By Andrew Doughman
Spartanburg Herald-Journal Reporter
She contends that women are good for more than “baby manufacturing.”
For the globalbike trip participants from the United States, we'd like to hope that this is self-evident. But for the five women and girls riding along with globalbike in Tanzania, it's a daily struggle.
“It's like the girl or the women should not have a voice; it's always the man, the man, the man,” said Judy Musyoka. “It's like a baby manufacturing thing to just give babies and that's it and cook and clean and do the house chores. You're just there to be seen and not heard. It's very unfair.”
Musyoka is a member of the Box Girls, a Kenyan group aimed at empowering women through the sport of boxing.
The Box Girls work in Nairobi with women and girls who live in marginalized communities, where money is scarce and opportunity scarcer. They use boxing to build both mental and physical self-confidence to achieve goals beyond marriage, pregnancy and child-rearing.
“Boxing is not only about fighting, it's also about life skills and things that help us be empowered,” said Tabitha Njeri, 12, of Nairobi.
Njeri said that her uncle told her that she was crazy, that she would get hurt, that boxing was better left for boys.
“I told him no, uncle, even anyone can do,” she said.
She went to boxing camp, and when she returned unhurt, she explained to her uncle that boxing is about more than throwing punches, it is about throwing yourself into the world with confidence to achieve.
“I started educating him about the importance of boxing and then he understood,” she said.
After globalbike members met the Box Girls in Nairobi during 2011, they invited some of their members on this trip so that the participants from Spartanburg would have a chance to learn about the issues these women and girls face.
“We knew that working with them on this trip would be a great opportunity,” said Jean Crowther, globalbike co-founder.
For example, Consolata Adhiambo, 15, said she wants to attend university and become a journalist.

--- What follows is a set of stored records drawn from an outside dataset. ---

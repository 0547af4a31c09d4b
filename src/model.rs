//! The in-memory test model.
//!
//! Built once by [`crate::discovery::discover`], then read by the executor
//! and the assertion engine. Nothing here is mutated after decoding.

use std::fmt;

use serde::{Deserialize, Serialize};

use crate::path::FieldPath;

/// How a test case names its definition.
#[derive(Debug, Clone, Copy, PartialEq, Eq, Default, Serialize, Deserialize, clap::ValueEnum)]
#[serde(rename_all = "lowercase")]
pub enum DefinitionMode {
    /// `definition` is the schema value itself (`!ref "#Port"`).
    #[default]
    Value,
    /// `definition` is a string path looked up in the loaded document.
    Path,
}

/// The schema a case applies.
#[derive(Debug, Clone)]
pub enum Definition<V> {
    Value(V),
    Path(String),
}

impl<V> Definition<V> {
    /// How the definition is named in diagnostics.
    pub fn label<'a>(&'a self, case_name: &'a str) -> &'a str {
        match self {
            Definition::Value(_) => case_name,
            Definition::Path(path) => path,
        }
    }
}

#[derive(Debug, Clone)]
pub struct TestCase<V> {
    pub group: String,
    pub name: String,
    pub definition: Definition<V>,
    pub input: V,
    pub assert: AssertSpec<V>,
}

impl<V> TestCase<V> {
    /// The definition label shown in diagnostics.
    pub fn definition_label(&self) -> &str {
        self.definition.label(&self.name)
    }
}

impl<V> fmt::Display for TestCase<V> {
    fn fmt(&self, f: &mut fmt::Formatter<'_>) -> fmt::Result {
        write!(f, "{}/{}", self.group, self.name)
    }
}

#[derive(Debug, Clone)]
pub struct AssertSpec<V> {
    /// Demand a fully concrete result. Defaults to true.
    pub concrete: bool,
    pub expect: Expect<V>,
}

impl<V> Default for AssertSpec<V> {
    fn default() -> Self {
        Self {
            concrete: true,
            expect: Expect::Valid(OutputChecks::default()),
        }
    }
}

impl<V> AssertSpec<V> {
    pub fn expects_valid(&self) -> bool {
        matches!(self.expect, Expect::Valid(_))
    }
}

/// The two disjoint assertion modes, selected by `valid`.
#[derive(Debug, Clone)]
pub enum Expect<V> {
    Valid(OutputChecks<V>),
    Invalid(ErrorChecks<V>),
}

/// Checks on a successfully produced value.
#[derive(Debug, Clone)]
pub struct OutputChecks<V> {
    /// Partial expected tree, walked field by field.
    pub output: Option<V>,
    /// Deprecated: the whole result must unify with this.
    pub equal: Option<V>,
    /// Deprecated: the result must contain these fields and values.
    pub contains: Option<V>,
    /// Deprecated: per-path checks, in declaration order.
    pub fields: Vec<FieldCheck<V>>,
}

impl<V> Default for OutputChecks<V> {
    fn default() -> Self {
        Self {
            output: None,
            equal: None,
            contains: None,
            fields: Vec::new(),
        }
    }
}

impl<V> OutputChecks<V> {
    pub fn uses_legacy(&self) -> bool {
        self.equal.is_some() || self.contains.is_some() || !self.fields.is_empty()
    }
}

#[derive(Debug, Clone)]
pub struct FieldCheck<V> {
    pub path: FieldPath,
    pub equals: Option<V>,
}

/// Checks on the error of an invalid case.
#[derive(Debug, Clone)]
pub struct ErrorChecks<V> {
    /// Constraint unified with the error string.
    pub error: Option<V>,
    /// Deprecated: substring of the error string.
    pub contains: Option<String>,
    /// Deprecated: path expected to appear in the error string.
    pub path: Option<String>,
}

impl<V> Default for ErrorChecks<V> {
    fn default() -> Self {
        Self {
            error: None,
            contains: None,
            path: None,
        }
    }
}

impl<V> ErrorChecks<V> {
    pub fn uses_legacy(&self) -> bool {
        self.contains.is_some() || self.path.is_some()
    }
}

I asked Adhiambo if she was curious about other people. And she said she was. Was she curious about these Americans on the trip? Yes, yes, she said.

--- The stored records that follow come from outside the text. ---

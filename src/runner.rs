//! Running a whole suite: load, discover, then execute and check every case.

use serde::Serialize;

use crate::assertion::{Checker, Failure, Verdict};
use crate::config::HarnessConfig;
use crate::discovery::{discover, Suite};
use crate::engine::Structured;
use crate::errors::HarnessError;
use crate::executor::{execute, Context};
use crate::loader::{DocumentLoader, YamlLoader};

// ============================================================================
// REPORTS
// ============================================================================

#[derive(Debug, Clone, PartialEq, Serialize)]
#[serde(tag = "status", rename_all = "lowercase")]
pub enum CaseStatus {
    Pass,
    Fail { failures: Vec<Failure> },
    Skip { reason: String },
}

#[derive(Debug, Clone, PartialEq, Serialize)]
pub struct CaseReport {
    pub group: String,
    pub case: String,
    #[serde(flatten)]
    pub status: CaseStatus,
}

/// Every case report in run order, with totals.
#[derive(Debug, Clone, Default, PartialEq, Serialize)]
pub struct SuiteSummary {
    pub reports: Vec<CaseReport>,
    pub passed: usize,
    pub failed: usize,
    pub skipped: usize,
    /// Failed cases where the harness itself could not complete a check.
    pub internal: usize,
}

impl SuiteSummary {
    fn record(&mut self, report: CaseReport) {
        match &report.status {
            CaseStatus::Pass => self.passed += 1,
            CaseStatus::Fail { failures } => {
                self.failed += 1;
                if failures.iter().any(Failure::is_internal) {
                    self.internal += 1;
                }
            }
            CaseStatus::Skip { .. } => self.skipped += 1,
        }
        self.reports.push(report);
    }

    pub fn total(&self) -> usize {
        self.reports.len()
    }

    pub fn is_success(&self) -> bool {
        self.failed == 0
    }

    /// Reports grouped by consecutive group name, in run order.
    pub fn groups(&self) -> Vec<(&str, &[CaseReport])> {
        let mut groups: Vec<(&str, &[CaseReport])> = Vec::new();
        let mut start = 0;
        for i in 1..=self.reports.len() {
            if i == self.reports.len() || self.reports[i].group != self.reports[start].group {
                groups.push((self.reports[start].group.as_str(), &self.reports[start..i]));
                start = i;
            }
        }
        groups
    }
}

// ============================================================================
// ENTRY POINTS
// ============================================================================

/// Loads the suite at `config.root` with the bundled YAML loader and runs it.
pub fn run_suite(config: &HarnessConfig) -> Result<SuiteSummary, HarnessError> {
    run_suite_with(&YamlLoader, config)
}

pub fn run_suite_with<L: DocumentLoader>(loader: &L, config: &HarnessConfig) -> Result<SuiteSummary, HarnessError> {
    let (document, suite) = load_suite(loader, config)?;
    Ok(run_cases(&document, &suite, config))
}

/// Loads and decodes without running anything.
pub fn load_suite<L: DocumentLoader>(
    loader: &L,
    config: &HarnessConfig,
) -> Result<(L::Value, Suite<L::Value>), HarnessError> {
    let document = loader.load(&config.root, &config.pattern, &config.tags)?;
    let suite = discover(&document, config.definition_mode)?;
    Ok((document, suite))
}

/// Runs every discovered case in group order.
pub fn run_cases<V: Structured>(document: &V, suite: &Suite<V>, config: &HarnessConfig) -> SuiteSummary {
    let ctx = Context::new(document);
    let checker = Checker::new(config.preview_limit);
    let mut summary = SuiteSummary::default();

    for (group, cases) in suite.iter() {
        for case in cases {
            let status = if config.filters_out(&case.name) {
                CaseStatus::Skip {
                    reason: format!(
                        "filtered out by {:?}",
                        config.filter.as_deref().unwrap_or_default()
                    ),
                }
            } else {
                let outcome = execute(&ctx, case);
                match checker.check(&outcome, case) {
                    Verdict::Pass => CaseStatus::Pass,
                    Verdict::Fail(report) => {
                        if report.is_internal() {
                            tracing::warn!(case = %case, "harness could not complete a check");
                        }
                        tracing::debug!("{report}");
                        CaseStatus::Fail {
                            failures: report.failures,
                        }
                    }
                }
            };
            tracing::debug!(group, case = %case.name, status = status_name(&status), "ran case");
            summary.record(CaseReport {
                group: group.to_string(),
                case: case.name.clone(),
                status,
            });
        }
    }

    tracing::info!(
        passed = summary.passed,
        failed = summary.failed,
        skipped = summary.skipped,
        "suite finished"
    );
    summary
}

fn status_name(status: &CaseStatus) -> &'static str {
    match status {
        CaseStatus::Pass => "pass",
        CaseStatus::Fail { .. } => "fail",
        CaseStatus::Skip { .. } => "skip",
    }
}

How about talking to one of them?
Yes, she said.
She said she wanted to talk to Sally Hammond of Converse College. So
Adhiambo interviewed Hammond in the grass beside the road as the cyclists took a lunch break beside the corn fields near Mount Kilimanjaro.
For other Box Girls, the sport is a end unto itself. Jane Atieno, 24, is going to the Olympics to represent Kenya in boxing.
In the community, when they see Sarah doing boxing and maybe going to the gym and fighting and coming back with a belt, it can change so many attitudes.
Sarah Ndisi, 24, is a professional boxer as well.
Ndisi said that she leads by example. When people see her achieving, that can change attitudes in the community.
Still, men tell her that she won't get married because men will find her intimidating and unfeminine.
“If you can't accept me, don't,” she said.
Men want to prove that they're physically stronger than the woman.
They want to fight, said Atieno.
“The best thing is to just ignore them,” she said.
They heckle and tease, harass and prod.
“They want you to react,” Atieno said.
But the women don't go around hitting people outside of the ring.
Boxing teaches control, and if you can control a solid, tight jab with your first, then you can control your reaction to the things men say, Ndisi said.
Still, it's not all about feelings.
Atieno didn't get to the Olympics with self-confidence alone. When she gets in the ring with a man, those negative words about women suddenly don't matter.
“When you come to the gym or get into the ring, it's obvious,” she said. “I will beat you.”